■ WHAT YOU WILL DO
Using the records that follow, count the lines containing the word "struct" and give that number only.

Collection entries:
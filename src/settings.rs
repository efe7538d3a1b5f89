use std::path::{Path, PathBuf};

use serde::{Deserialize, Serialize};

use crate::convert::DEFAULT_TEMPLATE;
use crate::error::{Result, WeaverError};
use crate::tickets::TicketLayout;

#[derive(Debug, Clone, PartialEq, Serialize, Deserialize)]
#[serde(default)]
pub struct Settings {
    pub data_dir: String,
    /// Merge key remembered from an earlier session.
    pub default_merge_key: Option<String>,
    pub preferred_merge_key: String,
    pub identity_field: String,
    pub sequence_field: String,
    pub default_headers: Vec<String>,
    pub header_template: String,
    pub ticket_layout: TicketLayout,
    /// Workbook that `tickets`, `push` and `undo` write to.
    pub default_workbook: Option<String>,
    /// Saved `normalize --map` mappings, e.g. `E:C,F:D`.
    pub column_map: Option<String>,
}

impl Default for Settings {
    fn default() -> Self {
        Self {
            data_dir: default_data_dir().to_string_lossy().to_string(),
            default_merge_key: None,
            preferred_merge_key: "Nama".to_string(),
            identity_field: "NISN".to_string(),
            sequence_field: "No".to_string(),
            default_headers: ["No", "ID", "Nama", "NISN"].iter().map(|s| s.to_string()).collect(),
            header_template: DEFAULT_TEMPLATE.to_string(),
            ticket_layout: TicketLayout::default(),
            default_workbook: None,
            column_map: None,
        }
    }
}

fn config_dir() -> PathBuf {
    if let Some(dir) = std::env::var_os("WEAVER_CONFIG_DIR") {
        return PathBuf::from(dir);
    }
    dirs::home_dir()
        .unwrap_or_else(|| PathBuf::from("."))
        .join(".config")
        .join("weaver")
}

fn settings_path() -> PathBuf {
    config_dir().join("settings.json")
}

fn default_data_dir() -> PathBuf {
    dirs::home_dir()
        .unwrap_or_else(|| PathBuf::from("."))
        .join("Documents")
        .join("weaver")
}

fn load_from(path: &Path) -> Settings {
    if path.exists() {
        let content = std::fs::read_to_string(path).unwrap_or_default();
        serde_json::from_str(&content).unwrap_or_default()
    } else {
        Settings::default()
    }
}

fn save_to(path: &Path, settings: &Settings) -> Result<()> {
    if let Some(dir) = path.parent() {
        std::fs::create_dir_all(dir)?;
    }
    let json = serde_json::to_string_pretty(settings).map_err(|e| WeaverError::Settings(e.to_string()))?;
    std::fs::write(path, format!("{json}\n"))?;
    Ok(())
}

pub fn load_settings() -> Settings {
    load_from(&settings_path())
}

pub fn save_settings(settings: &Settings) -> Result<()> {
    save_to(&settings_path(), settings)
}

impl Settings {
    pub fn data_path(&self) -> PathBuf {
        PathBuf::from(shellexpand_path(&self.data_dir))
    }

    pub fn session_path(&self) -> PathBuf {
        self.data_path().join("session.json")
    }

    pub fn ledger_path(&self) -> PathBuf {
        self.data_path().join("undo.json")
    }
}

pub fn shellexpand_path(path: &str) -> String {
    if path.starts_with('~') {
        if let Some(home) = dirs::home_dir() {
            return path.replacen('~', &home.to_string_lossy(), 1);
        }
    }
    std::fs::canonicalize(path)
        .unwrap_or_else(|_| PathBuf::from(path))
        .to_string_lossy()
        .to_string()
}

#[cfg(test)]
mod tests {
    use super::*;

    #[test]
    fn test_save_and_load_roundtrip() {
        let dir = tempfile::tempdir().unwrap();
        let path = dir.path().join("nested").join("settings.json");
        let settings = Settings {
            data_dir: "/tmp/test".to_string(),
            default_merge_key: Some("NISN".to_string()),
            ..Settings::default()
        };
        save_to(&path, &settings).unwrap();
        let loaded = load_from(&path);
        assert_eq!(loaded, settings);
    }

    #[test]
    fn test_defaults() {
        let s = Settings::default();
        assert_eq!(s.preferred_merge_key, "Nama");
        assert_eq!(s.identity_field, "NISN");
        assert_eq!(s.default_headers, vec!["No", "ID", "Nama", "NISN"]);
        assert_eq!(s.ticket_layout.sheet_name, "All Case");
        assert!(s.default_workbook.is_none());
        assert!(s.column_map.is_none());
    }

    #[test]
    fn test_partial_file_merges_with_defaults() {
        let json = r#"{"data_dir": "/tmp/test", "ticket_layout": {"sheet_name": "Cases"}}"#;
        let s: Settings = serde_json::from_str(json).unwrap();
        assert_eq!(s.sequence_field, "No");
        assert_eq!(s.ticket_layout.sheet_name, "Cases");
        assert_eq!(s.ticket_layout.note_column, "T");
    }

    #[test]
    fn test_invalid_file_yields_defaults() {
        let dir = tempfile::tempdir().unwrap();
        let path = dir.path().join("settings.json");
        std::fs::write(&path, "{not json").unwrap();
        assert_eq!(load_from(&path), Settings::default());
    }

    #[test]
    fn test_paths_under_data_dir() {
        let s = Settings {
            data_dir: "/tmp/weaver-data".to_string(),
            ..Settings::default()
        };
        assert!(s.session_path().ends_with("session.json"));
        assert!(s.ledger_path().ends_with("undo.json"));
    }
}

* * *

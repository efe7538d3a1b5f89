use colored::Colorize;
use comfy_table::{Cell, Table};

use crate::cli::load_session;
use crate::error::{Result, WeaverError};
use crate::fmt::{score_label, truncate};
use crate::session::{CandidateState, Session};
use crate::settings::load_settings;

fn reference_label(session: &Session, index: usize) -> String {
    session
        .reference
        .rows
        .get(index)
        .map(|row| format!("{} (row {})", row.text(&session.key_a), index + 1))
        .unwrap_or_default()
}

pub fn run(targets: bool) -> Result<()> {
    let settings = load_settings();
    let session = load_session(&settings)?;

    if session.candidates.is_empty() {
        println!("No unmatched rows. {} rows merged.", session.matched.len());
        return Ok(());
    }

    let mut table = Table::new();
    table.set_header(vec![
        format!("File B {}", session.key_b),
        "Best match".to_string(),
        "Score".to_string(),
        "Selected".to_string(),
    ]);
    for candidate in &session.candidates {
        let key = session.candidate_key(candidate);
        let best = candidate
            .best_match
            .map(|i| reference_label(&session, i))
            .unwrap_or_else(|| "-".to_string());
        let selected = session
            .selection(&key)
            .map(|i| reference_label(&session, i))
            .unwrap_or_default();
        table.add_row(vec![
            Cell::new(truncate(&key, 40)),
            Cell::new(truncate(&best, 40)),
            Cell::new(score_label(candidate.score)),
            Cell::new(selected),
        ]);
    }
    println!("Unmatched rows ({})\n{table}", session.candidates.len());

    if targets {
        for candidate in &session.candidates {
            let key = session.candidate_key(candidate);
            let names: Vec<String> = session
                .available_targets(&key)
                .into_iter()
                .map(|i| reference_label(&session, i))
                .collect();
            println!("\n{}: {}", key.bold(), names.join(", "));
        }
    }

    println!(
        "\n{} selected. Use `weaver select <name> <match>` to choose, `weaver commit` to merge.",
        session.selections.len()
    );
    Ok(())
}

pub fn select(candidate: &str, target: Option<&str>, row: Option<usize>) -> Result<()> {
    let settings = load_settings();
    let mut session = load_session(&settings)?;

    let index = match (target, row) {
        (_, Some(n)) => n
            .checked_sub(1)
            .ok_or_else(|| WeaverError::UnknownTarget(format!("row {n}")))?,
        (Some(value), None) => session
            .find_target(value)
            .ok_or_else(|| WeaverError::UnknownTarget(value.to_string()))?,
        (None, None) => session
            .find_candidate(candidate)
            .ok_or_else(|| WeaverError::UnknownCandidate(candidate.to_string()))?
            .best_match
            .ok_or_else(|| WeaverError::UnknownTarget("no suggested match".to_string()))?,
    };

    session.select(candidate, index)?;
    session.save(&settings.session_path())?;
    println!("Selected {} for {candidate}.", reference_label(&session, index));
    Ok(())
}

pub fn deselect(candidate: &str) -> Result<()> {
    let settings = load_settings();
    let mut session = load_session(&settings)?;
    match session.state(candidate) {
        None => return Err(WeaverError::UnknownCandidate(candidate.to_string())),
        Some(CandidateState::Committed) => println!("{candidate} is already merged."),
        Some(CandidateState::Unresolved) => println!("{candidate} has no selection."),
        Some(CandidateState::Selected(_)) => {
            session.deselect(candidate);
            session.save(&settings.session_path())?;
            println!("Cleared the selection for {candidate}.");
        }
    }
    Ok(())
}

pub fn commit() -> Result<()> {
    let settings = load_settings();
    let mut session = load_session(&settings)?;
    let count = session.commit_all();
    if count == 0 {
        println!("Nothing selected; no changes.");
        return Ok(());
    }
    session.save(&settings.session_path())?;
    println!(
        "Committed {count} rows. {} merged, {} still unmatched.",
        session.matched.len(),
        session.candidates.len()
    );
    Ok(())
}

* * *

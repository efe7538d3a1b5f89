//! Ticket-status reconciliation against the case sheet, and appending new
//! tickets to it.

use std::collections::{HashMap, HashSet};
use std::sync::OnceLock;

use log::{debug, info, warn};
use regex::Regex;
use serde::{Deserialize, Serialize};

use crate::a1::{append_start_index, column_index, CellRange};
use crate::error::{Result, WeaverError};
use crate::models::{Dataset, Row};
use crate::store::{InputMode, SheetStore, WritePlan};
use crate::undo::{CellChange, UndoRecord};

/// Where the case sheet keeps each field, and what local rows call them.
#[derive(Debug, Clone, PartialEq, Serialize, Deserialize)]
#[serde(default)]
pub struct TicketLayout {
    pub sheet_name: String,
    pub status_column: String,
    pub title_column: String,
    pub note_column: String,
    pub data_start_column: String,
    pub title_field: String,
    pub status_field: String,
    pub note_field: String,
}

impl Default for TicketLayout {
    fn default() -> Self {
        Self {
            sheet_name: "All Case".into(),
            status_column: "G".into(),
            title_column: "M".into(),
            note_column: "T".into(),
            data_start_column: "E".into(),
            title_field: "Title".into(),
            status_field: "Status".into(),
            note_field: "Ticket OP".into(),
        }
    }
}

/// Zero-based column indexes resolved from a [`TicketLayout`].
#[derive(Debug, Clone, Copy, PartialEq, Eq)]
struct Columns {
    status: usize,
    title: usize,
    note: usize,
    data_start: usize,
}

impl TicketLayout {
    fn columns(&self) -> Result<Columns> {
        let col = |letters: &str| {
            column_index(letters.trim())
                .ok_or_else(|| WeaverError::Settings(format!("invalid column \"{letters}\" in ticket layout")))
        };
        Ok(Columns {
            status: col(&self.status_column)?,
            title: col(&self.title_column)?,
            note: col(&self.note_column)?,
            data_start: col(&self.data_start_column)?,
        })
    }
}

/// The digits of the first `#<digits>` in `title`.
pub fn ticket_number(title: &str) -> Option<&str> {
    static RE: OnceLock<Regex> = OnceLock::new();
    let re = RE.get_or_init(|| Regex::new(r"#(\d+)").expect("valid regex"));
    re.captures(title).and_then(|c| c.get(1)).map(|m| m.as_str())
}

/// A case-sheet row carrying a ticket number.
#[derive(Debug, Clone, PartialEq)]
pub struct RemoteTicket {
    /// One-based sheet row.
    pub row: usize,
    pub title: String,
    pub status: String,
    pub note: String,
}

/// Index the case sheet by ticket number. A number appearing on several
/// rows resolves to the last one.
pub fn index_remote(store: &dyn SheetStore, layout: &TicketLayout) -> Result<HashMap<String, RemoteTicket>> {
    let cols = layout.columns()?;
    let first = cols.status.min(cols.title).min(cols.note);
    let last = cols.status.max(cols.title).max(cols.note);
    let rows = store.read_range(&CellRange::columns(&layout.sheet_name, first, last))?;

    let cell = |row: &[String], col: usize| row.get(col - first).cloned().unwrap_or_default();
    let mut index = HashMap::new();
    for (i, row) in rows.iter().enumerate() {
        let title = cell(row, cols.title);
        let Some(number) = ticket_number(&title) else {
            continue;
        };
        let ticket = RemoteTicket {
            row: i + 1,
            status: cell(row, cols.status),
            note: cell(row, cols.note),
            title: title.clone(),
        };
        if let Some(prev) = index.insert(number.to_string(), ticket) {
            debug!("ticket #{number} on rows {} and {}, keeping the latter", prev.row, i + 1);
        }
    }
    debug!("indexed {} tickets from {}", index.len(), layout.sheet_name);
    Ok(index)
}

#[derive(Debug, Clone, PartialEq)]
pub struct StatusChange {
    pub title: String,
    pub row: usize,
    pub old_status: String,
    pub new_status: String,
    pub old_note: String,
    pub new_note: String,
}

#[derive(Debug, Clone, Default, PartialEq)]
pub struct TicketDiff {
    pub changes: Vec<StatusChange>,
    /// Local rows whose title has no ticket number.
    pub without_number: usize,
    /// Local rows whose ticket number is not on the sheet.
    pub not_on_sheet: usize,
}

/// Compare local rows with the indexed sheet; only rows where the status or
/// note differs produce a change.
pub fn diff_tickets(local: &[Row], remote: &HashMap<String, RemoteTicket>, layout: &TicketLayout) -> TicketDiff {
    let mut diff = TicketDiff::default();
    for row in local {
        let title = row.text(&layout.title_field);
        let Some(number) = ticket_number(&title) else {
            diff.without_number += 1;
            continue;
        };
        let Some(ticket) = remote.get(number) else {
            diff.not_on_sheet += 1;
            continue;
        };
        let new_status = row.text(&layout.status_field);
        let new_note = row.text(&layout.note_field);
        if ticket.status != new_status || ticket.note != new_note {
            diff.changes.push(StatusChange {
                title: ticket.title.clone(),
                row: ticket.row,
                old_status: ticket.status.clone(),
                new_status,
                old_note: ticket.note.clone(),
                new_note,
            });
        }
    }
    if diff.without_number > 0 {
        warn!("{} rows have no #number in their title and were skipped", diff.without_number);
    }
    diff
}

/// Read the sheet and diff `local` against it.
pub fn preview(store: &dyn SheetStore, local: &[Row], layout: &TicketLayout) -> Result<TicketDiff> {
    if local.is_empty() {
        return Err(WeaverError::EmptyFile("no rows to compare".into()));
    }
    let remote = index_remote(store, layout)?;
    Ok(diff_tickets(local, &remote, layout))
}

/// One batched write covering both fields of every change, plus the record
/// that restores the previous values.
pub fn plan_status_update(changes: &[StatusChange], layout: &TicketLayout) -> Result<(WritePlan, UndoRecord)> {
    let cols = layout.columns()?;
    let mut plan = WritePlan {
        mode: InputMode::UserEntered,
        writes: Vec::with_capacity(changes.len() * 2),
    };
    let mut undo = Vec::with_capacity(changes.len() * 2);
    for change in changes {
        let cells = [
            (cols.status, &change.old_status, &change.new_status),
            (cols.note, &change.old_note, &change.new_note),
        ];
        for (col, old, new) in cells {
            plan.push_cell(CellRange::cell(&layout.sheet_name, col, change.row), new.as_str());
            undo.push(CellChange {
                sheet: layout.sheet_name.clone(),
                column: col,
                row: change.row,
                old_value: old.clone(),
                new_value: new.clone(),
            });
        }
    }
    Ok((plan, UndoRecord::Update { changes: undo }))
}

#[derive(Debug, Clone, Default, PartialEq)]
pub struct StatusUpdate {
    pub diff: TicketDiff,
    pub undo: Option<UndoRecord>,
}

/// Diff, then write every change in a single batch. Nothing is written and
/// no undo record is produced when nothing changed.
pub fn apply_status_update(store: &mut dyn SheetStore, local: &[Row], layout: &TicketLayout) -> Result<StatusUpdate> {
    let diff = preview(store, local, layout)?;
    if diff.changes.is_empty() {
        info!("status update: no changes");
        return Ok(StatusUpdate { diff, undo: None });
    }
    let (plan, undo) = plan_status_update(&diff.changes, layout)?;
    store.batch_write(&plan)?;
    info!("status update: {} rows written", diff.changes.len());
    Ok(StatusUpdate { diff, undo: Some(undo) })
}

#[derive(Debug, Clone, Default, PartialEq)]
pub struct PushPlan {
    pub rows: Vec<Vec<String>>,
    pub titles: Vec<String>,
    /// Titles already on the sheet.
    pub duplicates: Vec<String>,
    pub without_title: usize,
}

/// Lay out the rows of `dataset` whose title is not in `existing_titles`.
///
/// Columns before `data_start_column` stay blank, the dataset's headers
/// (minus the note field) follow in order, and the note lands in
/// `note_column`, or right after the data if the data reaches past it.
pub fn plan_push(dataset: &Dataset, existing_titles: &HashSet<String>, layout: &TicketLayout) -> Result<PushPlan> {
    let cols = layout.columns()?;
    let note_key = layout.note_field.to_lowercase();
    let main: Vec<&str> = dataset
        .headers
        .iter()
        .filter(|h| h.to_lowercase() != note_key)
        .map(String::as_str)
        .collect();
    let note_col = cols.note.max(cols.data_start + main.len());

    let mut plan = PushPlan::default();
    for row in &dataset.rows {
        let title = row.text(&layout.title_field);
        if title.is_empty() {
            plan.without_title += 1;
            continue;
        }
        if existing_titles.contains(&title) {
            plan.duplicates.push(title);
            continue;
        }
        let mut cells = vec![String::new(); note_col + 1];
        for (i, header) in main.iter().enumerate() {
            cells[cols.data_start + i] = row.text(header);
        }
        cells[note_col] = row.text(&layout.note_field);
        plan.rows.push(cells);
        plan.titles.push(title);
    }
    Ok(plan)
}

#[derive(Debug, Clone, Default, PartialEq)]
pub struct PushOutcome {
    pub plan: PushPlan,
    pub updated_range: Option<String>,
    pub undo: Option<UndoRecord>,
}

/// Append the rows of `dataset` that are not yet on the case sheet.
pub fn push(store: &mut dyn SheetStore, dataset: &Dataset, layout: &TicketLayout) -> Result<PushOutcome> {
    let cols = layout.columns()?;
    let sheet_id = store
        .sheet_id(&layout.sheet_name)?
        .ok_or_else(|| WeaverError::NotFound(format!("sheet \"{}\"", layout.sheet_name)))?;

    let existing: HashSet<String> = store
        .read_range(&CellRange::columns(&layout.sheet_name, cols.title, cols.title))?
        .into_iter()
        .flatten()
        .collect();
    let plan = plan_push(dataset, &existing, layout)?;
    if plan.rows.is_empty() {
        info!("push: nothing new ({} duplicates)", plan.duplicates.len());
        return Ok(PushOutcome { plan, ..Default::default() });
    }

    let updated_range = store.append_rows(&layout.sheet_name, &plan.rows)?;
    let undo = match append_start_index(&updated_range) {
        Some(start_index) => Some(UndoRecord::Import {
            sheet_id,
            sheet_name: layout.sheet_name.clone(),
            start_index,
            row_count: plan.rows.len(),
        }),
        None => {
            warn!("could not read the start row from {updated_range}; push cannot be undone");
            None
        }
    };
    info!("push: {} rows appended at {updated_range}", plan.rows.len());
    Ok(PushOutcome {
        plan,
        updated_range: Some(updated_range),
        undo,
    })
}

■ OUTPUT BELOW
9